About this exercise:
Return only the lines of the listing below that run from the line with "if (p - c) as" through the line with "let ring = RingBuffer::new(8, 16, 0.8, 0.4);", both ends included, exactly as written.

── Material for this exercise

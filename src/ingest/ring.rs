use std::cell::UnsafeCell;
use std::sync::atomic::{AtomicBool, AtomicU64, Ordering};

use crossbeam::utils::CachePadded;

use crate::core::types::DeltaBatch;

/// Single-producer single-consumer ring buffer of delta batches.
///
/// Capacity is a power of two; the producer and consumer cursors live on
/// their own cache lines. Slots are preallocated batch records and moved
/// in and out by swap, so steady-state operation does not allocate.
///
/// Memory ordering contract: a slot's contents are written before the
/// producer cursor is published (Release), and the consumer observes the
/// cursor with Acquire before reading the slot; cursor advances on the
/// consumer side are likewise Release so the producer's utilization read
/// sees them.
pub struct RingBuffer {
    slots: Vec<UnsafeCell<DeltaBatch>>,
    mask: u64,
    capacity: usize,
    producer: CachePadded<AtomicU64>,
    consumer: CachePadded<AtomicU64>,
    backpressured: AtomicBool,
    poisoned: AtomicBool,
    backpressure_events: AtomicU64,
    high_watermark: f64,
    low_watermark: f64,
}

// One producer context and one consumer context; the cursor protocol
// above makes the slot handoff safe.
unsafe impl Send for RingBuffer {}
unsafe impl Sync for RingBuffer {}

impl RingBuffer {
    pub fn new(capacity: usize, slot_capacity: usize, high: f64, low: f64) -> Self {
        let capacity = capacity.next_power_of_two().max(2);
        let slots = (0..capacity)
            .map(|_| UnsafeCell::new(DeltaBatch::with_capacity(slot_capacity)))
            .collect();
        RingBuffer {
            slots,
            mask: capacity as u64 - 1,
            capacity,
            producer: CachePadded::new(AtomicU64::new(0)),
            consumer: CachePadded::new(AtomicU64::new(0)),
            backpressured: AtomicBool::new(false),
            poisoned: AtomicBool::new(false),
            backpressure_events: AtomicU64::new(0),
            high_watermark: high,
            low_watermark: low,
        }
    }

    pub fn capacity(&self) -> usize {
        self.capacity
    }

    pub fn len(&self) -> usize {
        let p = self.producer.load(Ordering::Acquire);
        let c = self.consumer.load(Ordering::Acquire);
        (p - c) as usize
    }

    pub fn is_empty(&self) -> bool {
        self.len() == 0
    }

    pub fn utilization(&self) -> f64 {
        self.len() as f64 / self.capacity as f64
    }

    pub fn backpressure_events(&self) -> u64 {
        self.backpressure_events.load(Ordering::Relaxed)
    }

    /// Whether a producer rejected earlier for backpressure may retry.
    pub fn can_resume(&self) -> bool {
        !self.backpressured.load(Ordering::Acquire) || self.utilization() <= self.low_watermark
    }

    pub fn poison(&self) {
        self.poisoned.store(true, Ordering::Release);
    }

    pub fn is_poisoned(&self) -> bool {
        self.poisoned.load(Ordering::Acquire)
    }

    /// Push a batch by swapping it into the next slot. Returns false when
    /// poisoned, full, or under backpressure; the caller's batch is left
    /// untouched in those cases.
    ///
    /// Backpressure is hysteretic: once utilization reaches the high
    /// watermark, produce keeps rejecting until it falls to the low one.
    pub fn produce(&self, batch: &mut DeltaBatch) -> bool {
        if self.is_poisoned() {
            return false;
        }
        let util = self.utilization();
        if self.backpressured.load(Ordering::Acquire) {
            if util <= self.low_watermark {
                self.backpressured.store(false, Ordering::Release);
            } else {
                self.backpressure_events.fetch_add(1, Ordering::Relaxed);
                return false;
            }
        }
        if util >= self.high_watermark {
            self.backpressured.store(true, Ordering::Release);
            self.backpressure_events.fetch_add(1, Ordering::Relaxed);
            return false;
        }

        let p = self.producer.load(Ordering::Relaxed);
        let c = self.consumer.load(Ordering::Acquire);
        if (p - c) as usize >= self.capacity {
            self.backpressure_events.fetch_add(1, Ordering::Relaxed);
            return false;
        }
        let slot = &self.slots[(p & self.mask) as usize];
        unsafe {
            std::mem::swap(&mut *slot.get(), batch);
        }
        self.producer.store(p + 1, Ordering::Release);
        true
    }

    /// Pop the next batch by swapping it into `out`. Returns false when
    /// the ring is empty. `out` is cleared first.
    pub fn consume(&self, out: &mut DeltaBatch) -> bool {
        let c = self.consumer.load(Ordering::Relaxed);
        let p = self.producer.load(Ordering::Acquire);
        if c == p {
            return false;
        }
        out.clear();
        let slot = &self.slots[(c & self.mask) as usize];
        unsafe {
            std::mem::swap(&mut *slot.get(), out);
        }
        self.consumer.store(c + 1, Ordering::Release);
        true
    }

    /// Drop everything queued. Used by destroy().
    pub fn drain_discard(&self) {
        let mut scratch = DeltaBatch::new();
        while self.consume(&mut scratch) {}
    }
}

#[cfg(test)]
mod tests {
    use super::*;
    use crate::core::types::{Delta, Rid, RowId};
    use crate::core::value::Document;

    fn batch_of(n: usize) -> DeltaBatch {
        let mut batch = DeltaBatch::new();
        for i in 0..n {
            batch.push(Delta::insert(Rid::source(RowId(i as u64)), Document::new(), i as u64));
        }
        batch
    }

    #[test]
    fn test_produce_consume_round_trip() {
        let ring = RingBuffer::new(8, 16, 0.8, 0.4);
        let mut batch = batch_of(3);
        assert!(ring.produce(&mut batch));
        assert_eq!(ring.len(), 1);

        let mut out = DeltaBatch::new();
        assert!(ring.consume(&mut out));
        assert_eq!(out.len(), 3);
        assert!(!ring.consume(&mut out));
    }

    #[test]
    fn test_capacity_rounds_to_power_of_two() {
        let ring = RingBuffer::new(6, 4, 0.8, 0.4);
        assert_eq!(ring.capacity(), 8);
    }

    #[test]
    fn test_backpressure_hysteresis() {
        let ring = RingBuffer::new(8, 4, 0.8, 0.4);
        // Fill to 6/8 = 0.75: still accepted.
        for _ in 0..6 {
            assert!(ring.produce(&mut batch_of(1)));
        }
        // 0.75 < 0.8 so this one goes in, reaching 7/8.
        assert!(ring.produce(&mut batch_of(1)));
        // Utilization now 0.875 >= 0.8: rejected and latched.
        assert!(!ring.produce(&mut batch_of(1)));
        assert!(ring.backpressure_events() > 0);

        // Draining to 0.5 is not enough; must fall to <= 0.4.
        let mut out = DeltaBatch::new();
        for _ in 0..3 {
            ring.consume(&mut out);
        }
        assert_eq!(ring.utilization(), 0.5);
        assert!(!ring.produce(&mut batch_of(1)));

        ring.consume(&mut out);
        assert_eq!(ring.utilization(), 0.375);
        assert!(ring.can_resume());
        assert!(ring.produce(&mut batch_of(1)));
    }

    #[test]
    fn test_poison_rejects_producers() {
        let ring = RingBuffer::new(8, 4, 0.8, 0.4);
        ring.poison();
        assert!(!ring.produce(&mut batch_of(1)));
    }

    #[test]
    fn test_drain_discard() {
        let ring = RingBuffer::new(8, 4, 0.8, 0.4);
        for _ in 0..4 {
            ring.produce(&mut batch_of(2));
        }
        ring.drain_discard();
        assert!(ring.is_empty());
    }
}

────

Problem solution:
        if (p - c) as usize >= self.capacity {
            self.backpressure_events.fetch_add(1, Ordering::Relaxed);
            return false;
        }
        let slot = &self.slots[(p & self.mask) as usize];
        unsafe {
            std::mem::swap(&mut *slot.get(), batch);
        }
        self.producer.store(p + 1, Ordering::Release);
        true
    }

    /// Pop the next batch by swapping it into `out`. Returns false when
    /// the ring is empty. `out` is cleared first.
    pub fn consume(&self, out: &mut DeltaBatch) -> bool {
        let c = self.consumer.load(Ordering::Relaxed);
        let p = self.producer.load(Ordering::Acquire);
        if c == p {
            return false;
        }
        out.clear();
        let slot = &self.slots[(c & self.mask) as usize];
        unsafe {
            std::mem::swap(&mut *slot.get(), out);
        }
        self.consumer.store(c + 1, Ordering::Release);
        true
    }

    /// Drop everything queued. Used by destroy().
    pub fn drain_discard(&self) {
        let mut scratch = DeltaBatch::new();
        while self.consume(&mut scratch) {}
    }
}

#[cfg(test)]
mod tests {
    use super::*;
    use crate::core::types::{Delta, Rid, RowId};
    use crate::core::value::Document;

    fn batch_of(n: usize) -> DeltaBatch {
        let mut batch = DeltaBatch::new();
        for i in 0..n {
            batch.push(Delta::insert(Rid::source(RowId(i as u64)), Document::new(), i as u64));
        }
        batch
    }

    #[test]
    fn test_produce_consume_round_trip() {
        let ring = RingBuffer::new(8, 16, 0.8, 0.4);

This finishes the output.